PORTLAND (AP) – It was 40 years ago Monday that the Beatles made their landmark appearance on the Ed Sullivan Show, and Mainers are recalling how the group captured their fancy.

On Feb. 9, 1964, about 73 million Americans sat down to watch the show that marked the Beatles’ first U.S. visit. By the time the group was finished with “I Want to Hold Your Hand” and “She Loves You,” Beatlemania was sweeping the nation.

Dan Burke, 56, of Freeport, recalled how he wanted to grow his hair long after watching the mop-headed British rock group. The Beatles’ hair was neat and of unremarkable length by today’s standards, but was almost scandalously long in that crewcut era.

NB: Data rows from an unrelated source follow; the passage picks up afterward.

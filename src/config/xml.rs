//! XML configuration support.
//! - Loads settings from config.xml (quick_xml + serde).
//! - Writes a commented template on request (`--init-config`).
//!
//! Notes:
//! - This module only reads/writes the config file; path checks happen in validate.rs.
//! - Unknown XML fields are rejected so typos surface at startup.

use anyhow::{Context, Result, anyhow, bail};
use quick_xml::de::from_str as from_xml_str;
use serde::Deserialize;
use std::fs;
use std::io::Write;
use std::net::SocketAddr;
use std::path::{Path, PathBuf};
use tracing::{debug, info};

use super::paths::{default_config_path, default_log_path, path_has_symlink_ancestor};
use super::types::{Config, LogLevel};
use super::{BIND_ADDR_DEFAULT, CRON_DEFAULT, PUBLISH_DIR_DEFAULT, STAGING_DIR_DEFAULT};
use crate::category::Category;

/// Struct mirroring the XML config for deserialization.
#[derive(Debug, Deserialize)]
#[serde(rename = "config")]
#[serde(deny_unknown_fields)]
struct XmlConfig {
    staging_dir: Option<String>,
    publish_dir: Option<String>,
    bind_addr: Option<String>,
    log_level: Option<String>,
    log_file: Option<String>,
    #[serde(default, deserialize_with = "de_bool_trimmed_opt")]
    json_logs: Option<bool>,
    schedules: Option<XmlSchedules>,
}

#[derive(Debug, Deserialize)]
#[serde(deny_unknown_fields)]
struct XmlSchedules {
    redemption: Option<String>,
    outpay: Option<String>,
    own_and_ben: Option<String>,
}

// Tolerate surrounding whitespace in boolean elements.
fn de_bool_trimmed_opt<'de, D>(deserializer: D) -> Result<Option<bool>, D::Error>
where
    D: serde::Deserializer<'de>,
{
    let opt: Option<String> = Option::deserialize(deserializer)?;
    match opt.as_deref().map(str::trim) {
        None | Some("") => Ok(None),
        Some(s) => s
            .parse::<bool>()
            .map(Some)
            .map_err(|_| serde::de::Error::custom(format!("expected true or false, got '{s}'"))),
    }
}

fn non_empty(s: Option<String>) -> Option<String> {
    s.map(|v| v.trim().to_string()).filter(|v| !v.is_empty())
}

// Map XmlConfig -> Config, keeping defaults for anything left out.
fn xml_to_config(parsed: XmlConfig) -> Result<Config> {
    let mut cfg = Config::default();

    if let Some(s) = non_empty(parsed.staging_dir) {
        cfg.staging_dir = PathBuf::from(s);
    }
    if let Some(s) = non_empty(parsed.publish_dir) {
        cfg.publish_dir = PathBuf::from(s);
    }
    if let Some(s) = non_empty(parsed.bind_addr) {
        cfg.bind_addr = s
            .parse::<SocketAddr>()
            .with_context(|| format!("invalid bind_addr '{s}'"))?;
    }
    if let Some(s) = non_empty(parsed.log_level) {
        cfg.log_level = s.parse::<LogLevel>().map_err(|e| anyhow!(e))?;
    }
    cfg.log_file = non_empty(parsed.log_file).map(PathBuf::from);
    cfg.json_logs = parsed.json_logs.unwrap_or(false);

    // Absent or empty keeps the default; `off` disables the category.
    if let Some(s) = parsed.schedules {
        let entries = [
            (Category::Redemption, s.redemption),
            (Category::Outpay, s.outpay),
            (Category::OwnAndBen, s.own_and_ben),
        ];
        for (category, expr) in entries {
            if let Some(expr) = non_empty(expr) {
                cfg.schedules.set(category, expr);
            }
        }
    }

    Ok(cfg)
}

/// Load a Config from a specific XML file path.
pub fn load_config_from_xml_path(path: &Path) -> Result<Config> {
    let contents =
        fs::read_to_string(path).with_context(|| format!("read config xml '{}'", path.display()))?;
    let parsed: XmlConfig =
        from_xml_str(&contents).with_context(|| format!("parse config xml '{}'", path.display()))?;
    xml_to_config(parsed).with_context(|| format!("invalid value in config xml '{}'", path.display()))
}

/// Load the effective file config.
///
/// - An explicit path (CLI `--config`) must exist.
/// - Otherwise `$EXPORT_MOVER_CONFIG` or the OS default is used when present,
///   and built-in defaults apply when it is missing.
pub fn load_config(explicit: Option<&Path>) -> Result<Config> {
    if let Some(p) = explicit {
        return load_config_from_xml_path(p);
    }
    match default_config_path() {
        Some(p) if p.exists() => {
            debug!(path = %p.display(), "loading config");
            load_config_from_xml_path(&p)
        }
        Some(p) if std::env::var_os(super::CONFIG_ENV).is_some() => {
            bail!("config file named by {} does not exist: {}", super::CONFIG_ENV, p.display())
        }
        _ => Ok(Config::default()),
    }
}

/// Write a commented template config to `path`. Never overwrites.
pub fn create_template_config(path: &Path) -> Result<()> {
    if path_has_symlink_ancestor(path)? {
        bail!("Refusing to create config: ancestor of {} is a symlink", path.display());
    }
    if let Some(parent) = path.parent() {
        fs::create_dir_all(parent)
            .with_context(|| format!("create config directory '{}'", parent.display()))?;
    }

    let suggested_log = default_log_path()
        .map(|p| p.display().to_string())
        .unwrap_or_else(|| "/path/to/export_mover.log".into());

    let content = format!(
        "<!--\n  export_mover configuration (XML)\n\n    staging_dir   -> directory where export files land\n    publish_dir   -> directory files are released into (created on demand)\n    bind_addr     -> HTTP listen address for POST /v1/api/export/<category>\n    log_level     -> quiet | normal | info | debug\n    log_file      -> optional log file, e.g. {}\n    json_logs     -> true for JSON log lines\n    schedules     -> seconds-first cron per category; `off` disables one\n\n  CLI flags override XML values.\n-->\n<config>\n  <staging_dir>{}</staging_dir>\n  <publish_dir>{}</publish_dir>\n  <bind_addr>{}</bind_addr>\n  <log_level>normal</log_level>\n  <log_file></log_file>\n  <json_logs>false</json_logs>\n  <schedules>\n    <redemption>{}</redemption>\n    <outpay>{}</outpay>\n    <own_and_ben>{}</own_and_ben>\n  </schedules>\n</config>\n",
        suggested_log,
        STAGING_DIR_DEFAULT,
        PUBLISH_DIR_DEFAULT,
        BIND_ADDR_DEFAULT,
        CRON_DEFAULT,
        CRON_DEFAULT,
        CRON_DEFAULT
    );

    let mut opts = fs::OpenOptions::new();
    opts.write(true).create_new(true);
    #[cfg(unix)]
    {
        use std::os::unix::fs::OpenOptionsExt;
        opts.mode(0o600);
    }
    let mut file = opts
        .open(path)
        .with_context(|| format!("create config file '{}'", path.display()))?;
    file.write_all(content.as_bytes())
        .with_context(|| format!("write config file '{}'", path.display()))?;

    info!(path = %path.display(), "created template config");
    Ok(())
}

Burke kept his hair short at his parents’ insistence, but his rock band was so struck by the Beatles that they sewed velvet collars on their blazers and wore narrow ties to look more like the Fab Four.

“They could sing and the music was good to dance to…and had lyrics that kids could identify with. They put it all together in a package. That was pretty unique,” said Burke, who now plays in a bluegrass band.

Jane Eberle, 51, of South Portland, said the Beatles played an important part of her growing up.

“As a sixth-grader,” she said, “my aspiration was to marry Paul McCartney.”

When Vanessa Caron first saw the Beatles on Ed Sullivan, she thought of them as a “bunch of beatniks.” By the end of their set, though, she was hooked. Today she still feels a passion for their music.

Caron, who is 49 and lives in Skowhegan, said the Beatles are a part of her youth that she’s been able to take with her into adulthood. She has kept her Beatles bubble gum cards and pictures, and read the Beatles’ biographies. In the early 1990s, she realized a long-held dream when she attended a Paul McCartney concert in Foxboro, Mass.

“They’ve always been there. They’ve never disappeared, even Paul. He’s still putting out music and still looking cute at 62 years old, or whatever he is now,” she said.

Not everybody was enthralled, however.

Bob Wirtz, 53, owner of Enterprise Records on Congress Street in Portland, said the Beatles didn’t make a big impression on him when he was growing up in Chicago; he preferred jazz and the blues.

Wirtz was more a fan of the Rolling Stones because “they had the blues thing going on.”

“I never did really care for the Beatles that much,” Wirtz said. “There was this other stuff around that was more appealing and the Beatles’ stuff was kind of light.”

Still, he said the Beatles remain perennially popular at his record store.

“As far as singing groups are concerned, they are probably our best-selling group,” Wirtz said.